==== MATERIAL SUPPLIED ====

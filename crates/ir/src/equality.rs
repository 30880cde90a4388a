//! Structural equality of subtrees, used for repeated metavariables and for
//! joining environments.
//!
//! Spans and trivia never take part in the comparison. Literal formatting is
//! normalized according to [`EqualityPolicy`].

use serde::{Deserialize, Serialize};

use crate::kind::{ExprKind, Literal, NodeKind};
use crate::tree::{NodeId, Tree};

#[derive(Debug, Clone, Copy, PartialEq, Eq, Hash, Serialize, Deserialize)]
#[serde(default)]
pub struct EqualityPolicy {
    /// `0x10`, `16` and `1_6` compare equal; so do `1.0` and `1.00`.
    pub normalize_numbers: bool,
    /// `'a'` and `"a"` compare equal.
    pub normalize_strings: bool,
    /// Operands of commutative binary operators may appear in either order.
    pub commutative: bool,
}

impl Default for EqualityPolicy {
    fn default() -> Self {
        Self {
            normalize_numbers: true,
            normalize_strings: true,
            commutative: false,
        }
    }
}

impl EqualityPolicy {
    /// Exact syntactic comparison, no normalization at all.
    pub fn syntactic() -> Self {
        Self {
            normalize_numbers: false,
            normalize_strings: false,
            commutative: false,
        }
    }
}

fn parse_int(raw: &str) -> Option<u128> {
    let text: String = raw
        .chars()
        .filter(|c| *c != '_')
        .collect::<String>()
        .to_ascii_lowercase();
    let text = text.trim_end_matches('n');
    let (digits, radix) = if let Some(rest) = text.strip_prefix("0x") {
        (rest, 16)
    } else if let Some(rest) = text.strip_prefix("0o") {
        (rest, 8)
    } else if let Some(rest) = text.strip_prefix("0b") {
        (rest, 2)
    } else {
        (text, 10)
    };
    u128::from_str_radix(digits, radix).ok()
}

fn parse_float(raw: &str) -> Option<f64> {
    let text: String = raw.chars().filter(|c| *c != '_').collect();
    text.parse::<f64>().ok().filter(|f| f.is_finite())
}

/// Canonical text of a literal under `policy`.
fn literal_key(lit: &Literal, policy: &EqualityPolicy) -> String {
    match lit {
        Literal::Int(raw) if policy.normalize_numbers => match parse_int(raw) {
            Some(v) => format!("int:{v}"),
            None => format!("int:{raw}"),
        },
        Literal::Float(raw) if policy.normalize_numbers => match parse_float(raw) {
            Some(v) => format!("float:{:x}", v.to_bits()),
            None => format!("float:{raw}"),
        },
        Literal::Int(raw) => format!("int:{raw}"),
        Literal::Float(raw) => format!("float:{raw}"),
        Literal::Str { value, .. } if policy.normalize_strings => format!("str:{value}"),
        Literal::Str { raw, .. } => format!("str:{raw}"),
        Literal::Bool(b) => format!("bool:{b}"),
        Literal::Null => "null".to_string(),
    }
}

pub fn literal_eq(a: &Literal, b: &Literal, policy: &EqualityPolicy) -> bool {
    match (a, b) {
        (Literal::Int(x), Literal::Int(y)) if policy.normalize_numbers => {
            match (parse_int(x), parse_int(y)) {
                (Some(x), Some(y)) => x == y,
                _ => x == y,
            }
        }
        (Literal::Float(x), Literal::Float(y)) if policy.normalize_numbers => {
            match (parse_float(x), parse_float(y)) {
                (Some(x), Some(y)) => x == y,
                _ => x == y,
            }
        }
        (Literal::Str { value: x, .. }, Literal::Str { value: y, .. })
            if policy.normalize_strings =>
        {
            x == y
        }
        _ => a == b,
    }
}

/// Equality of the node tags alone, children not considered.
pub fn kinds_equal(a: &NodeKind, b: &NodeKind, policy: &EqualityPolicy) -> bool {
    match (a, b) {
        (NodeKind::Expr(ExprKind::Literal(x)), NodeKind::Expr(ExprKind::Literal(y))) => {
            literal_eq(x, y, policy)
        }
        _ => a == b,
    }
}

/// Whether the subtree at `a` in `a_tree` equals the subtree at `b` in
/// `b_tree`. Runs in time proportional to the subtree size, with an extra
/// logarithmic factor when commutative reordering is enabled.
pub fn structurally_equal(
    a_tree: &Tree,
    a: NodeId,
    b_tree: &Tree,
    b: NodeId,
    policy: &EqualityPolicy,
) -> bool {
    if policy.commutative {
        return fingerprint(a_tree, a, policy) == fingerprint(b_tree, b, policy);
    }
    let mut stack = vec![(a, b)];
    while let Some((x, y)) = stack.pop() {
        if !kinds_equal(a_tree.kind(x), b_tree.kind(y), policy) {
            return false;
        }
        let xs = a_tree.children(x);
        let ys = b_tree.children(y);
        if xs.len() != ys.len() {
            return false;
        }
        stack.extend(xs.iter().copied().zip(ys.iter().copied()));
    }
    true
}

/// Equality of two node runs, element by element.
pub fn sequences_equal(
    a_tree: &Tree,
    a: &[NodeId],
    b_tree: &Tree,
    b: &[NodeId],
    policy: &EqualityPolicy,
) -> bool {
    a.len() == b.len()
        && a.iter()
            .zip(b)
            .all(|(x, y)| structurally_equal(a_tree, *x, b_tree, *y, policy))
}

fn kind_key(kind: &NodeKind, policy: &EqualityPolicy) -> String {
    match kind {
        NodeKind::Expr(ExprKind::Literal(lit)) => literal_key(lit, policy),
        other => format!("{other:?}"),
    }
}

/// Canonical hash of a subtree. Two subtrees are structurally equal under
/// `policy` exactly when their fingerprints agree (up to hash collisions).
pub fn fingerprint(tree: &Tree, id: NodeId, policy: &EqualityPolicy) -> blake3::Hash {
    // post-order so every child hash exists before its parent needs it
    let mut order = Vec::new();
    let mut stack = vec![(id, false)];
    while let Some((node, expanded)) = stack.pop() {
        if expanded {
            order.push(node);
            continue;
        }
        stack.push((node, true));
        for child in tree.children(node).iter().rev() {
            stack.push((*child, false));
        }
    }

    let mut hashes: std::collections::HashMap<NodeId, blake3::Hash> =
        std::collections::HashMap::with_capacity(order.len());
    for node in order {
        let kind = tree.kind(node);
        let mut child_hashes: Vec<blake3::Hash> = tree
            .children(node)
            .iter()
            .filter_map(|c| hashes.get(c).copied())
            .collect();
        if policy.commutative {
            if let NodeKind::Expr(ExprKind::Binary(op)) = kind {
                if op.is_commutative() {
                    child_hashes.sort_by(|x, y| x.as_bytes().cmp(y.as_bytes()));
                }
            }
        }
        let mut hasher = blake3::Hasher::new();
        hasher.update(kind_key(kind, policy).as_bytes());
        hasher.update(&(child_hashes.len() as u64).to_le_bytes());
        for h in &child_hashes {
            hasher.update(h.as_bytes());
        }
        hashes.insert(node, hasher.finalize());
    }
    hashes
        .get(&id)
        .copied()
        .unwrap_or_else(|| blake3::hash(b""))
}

====
==== MATERIAL SUPPLIED ====

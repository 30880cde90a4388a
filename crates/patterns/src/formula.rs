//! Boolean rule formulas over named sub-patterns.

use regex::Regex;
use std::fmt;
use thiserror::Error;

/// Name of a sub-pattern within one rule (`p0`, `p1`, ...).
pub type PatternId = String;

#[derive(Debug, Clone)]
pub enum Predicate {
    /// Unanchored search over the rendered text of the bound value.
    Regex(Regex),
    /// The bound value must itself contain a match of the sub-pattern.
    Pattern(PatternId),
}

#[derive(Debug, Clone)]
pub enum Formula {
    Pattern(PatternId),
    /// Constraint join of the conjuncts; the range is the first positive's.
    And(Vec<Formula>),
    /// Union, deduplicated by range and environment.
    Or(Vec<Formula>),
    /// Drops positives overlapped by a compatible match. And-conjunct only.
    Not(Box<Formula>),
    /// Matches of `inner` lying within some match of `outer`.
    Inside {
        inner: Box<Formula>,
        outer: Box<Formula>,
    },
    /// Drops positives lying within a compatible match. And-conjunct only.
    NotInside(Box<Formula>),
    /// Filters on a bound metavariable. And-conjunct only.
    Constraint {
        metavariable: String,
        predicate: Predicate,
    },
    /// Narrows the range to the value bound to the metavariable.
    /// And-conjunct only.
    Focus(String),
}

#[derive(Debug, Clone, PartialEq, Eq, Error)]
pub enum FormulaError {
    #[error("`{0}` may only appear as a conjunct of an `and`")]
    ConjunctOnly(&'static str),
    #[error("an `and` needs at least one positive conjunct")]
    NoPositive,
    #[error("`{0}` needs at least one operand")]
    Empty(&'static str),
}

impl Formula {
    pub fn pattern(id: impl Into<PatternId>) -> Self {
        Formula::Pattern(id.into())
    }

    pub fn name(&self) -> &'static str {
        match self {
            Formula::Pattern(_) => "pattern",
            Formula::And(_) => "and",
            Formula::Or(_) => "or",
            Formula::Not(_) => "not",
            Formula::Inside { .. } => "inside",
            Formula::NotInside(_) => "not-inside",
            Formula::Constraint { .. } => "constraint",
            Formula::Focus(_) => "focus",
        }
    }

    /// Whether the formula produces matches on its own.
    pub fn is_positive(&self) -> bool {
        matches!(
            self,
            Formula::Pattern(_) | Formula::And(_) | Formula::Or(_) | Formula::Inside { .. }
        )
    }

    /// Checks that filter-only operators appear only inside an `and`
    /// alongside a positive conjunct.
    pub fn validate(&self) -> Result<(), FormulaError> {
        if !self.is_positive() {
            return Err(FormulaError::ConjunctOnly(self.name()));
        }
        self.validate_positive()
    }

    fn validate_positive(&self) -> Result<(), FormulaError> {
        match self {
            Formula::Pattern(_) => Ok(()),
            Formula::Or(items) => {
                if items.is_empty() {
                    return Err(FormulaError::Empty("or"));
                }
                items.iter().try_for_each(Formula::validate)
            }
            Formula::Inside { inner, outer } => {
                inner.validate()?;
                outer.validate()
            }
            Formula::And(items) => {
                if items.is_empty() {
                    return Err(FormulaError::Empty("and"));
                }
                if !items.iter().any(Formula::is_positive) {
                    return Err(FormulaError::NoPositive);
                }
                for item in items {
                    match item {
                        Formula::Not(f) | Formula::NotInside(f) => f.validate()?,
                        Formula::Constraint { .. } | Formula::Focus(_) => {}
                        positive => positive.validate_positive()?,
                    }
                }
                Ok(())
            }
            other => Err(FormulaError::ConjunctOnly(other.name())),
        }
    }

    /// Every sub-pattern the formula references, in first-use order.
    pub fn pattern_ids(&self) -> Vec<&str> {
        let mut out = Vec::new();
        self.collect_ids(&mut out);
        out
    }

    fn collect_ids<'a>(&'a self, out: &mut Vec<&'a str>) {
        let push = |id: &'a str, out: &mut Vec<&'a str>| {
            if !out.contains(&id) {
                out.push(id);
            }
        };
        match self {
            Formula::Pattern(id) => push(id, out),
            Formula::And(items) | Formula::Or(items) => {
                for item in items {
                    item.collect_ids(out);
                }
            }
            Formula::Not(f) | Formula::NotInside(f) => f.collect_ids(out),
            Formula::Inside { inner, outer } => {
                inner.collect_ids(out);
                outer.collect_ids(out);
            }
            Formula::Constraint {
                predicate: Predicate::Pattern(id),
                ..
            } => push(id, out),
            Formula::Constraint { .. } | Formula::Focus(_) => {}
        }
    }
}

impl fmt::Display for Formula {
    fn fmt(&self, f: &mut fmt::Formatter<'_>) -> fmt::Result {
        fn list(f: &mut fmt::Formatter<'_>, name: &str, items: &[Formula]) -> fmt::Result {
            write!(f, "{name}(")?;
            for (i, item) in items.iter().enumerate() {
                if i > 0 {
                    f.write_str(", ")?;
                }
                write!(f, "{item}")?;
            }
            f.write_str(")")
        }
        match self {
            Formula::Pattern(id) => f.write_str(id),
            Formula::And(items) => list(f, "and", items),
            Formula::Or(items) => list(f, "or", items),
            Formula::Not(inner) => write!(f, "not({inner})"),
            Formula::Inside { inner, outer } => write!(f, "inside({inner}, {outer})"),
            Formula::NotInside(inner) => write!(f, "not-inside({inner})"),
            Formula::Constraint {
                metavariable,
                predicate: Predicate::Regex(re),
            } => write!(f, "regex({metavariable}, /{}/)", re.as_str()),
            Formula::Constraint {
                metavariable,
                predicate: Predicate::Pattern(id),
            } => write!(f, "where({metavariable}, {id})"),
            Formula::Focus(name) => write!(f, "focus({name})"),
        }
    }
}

====
==== MATERIAL SUPPLIED ====

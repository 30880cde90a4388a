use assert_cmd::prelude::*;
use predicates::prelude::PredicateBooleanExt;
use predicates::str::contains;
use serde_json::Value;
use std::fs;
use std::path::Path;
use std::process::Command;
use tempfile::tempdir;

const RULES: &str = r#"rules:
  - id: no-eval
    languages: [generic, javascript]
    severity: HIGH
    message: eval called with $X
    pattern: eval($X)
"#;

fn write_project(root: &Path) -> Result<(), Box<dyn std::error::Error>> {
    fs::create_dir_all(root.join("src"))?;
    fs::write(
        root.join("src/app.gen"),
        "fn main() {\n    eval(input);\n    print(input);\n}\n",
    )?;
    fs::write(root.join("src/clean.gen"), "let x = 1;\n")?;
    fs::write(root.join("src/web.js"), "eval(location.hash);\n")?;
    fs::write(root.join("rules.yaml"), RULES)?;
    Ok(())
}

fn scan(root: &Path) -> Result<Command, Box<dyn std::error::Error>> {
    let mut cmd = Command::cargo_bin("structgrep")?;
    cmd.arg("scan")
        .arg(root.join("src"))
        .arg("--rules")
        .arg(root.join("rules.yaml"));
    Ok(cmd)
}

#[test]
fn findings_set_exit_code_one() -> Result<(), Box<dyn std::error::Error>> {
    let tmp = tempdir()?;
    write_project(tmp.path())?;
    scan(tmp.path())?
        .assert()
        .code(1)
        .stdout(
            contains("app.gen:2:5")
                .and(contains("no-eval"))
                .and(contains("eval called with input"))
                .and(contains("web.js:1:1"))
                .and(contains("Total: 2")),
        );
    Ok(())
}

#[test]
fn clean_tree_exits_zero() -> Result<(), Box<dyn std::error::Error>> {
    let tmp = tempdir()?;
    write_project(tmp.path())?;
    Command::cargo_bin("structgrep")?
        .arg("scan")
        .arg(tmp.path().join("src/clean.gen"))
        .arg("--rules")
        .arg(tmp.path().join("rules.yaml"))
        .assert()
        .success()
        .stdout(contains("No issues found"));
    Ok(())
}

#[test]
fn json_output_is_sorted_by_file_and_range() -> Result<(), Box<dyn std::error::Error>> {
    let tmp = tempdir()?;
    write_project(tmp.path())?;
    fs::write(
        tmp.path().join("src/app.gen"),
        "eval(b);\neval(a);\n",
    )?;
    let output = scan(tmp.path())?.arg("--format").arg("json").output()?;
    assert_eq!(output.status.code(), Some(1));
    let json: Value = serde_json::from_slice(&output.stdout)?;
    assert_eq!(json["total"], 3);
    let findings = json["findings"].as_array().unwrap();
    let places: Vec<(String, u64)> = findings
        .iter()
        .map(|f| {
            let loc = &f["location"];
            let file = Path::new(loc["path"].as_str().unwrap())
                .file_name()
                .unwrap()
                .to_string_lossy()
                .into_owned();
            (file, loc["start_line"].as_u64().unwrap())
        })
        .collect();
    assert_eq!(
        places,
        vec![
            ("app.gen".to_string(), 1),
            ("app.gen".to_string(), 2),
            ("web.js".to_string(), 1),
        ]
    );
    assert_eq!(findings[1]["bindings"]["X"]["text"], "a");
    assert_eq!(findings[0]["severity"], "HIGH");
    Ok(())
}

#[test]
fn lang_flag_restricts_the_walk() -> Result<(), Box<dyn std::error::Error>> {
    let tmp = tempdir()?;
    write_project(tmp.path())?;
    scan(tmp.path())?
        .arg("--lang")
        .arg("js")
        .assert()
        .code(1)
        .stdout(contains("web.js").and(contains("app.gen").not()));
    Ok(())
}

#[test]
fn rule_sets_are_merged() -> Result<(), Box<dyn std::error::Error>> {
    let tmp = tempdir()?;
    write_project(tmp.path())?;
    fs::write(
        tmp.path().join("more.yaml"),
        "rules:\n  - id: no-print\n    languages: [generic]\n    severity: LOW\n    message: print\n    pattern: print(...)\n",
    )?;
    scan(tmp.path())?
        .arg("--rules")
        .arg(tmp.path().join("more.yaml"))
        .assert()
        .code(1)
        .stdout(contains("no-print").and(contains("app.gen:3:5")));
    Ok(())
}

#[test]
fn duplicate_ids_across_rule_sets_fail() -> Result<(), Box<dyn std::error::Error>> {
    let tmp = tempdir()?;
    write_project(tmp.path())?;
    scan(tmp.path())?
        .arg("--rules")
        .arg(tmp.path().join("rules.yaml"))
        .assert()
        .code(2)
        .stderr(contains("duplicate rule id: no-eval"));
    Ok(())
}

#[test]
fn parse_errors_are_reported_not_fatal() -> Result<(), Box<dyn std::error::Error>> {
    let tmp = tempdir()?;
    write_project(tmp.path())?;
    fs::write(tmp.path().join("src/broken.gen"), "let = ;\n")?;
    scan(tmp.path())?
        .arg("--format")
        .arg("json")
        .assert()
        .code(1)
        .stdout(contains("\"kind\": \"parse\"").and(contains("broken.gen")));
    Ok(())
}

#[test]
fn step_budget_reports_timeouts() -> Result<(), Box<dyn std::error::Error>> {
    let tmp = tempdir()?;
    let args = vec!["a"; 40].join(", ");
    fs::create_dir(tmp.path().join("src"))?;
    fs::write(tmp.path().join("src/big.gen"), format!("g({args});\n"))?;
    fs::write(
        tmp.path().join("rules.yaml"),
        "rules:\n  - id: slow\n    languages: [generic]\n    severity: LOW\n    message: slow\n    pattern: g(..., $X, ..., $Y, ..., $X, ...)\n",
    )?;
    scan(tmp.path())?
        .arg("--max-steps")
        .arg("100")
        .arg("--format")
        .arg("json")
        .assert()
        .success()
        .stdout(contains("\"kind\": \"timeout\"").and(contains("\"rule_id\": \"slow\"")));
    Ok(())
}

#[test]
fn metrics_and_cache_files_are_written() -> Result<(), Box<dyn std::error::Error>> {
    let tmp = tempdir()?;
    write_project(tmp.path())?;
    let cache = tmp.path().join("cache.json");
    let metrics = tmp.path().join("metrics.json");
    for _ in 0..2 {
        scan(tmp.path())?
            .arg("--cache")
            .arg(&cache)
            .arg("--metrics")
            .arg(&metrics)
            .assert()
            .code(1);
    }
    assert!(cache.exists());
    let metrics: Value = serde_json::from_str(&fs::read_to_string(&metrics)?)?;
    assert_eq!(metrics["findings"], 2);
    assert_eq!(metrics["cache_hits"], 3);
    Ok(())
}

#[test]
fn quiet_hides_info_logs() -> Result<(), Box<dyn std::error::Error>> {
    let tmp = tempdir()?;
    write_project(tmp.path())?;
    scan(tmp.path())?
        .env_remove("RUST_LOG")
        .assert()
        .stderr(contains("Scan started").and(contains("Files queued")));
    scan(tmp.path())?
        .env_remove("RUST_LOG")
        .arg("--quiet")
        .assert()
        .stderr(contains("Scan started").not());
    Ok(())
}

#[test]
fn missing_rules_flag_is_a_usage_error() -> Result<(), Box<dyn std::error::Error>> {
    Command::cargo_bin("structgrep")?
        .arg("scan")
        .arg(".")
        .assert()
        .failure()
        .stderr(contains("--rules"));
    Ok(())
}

====

PROMPT:
The records are given above. Copy each line in them that holds "input".

TASK RESPONSE:
        "fn main() {\n    eval(input);\n    print(input);\n}\n",
                .and(contains("eval called with input"))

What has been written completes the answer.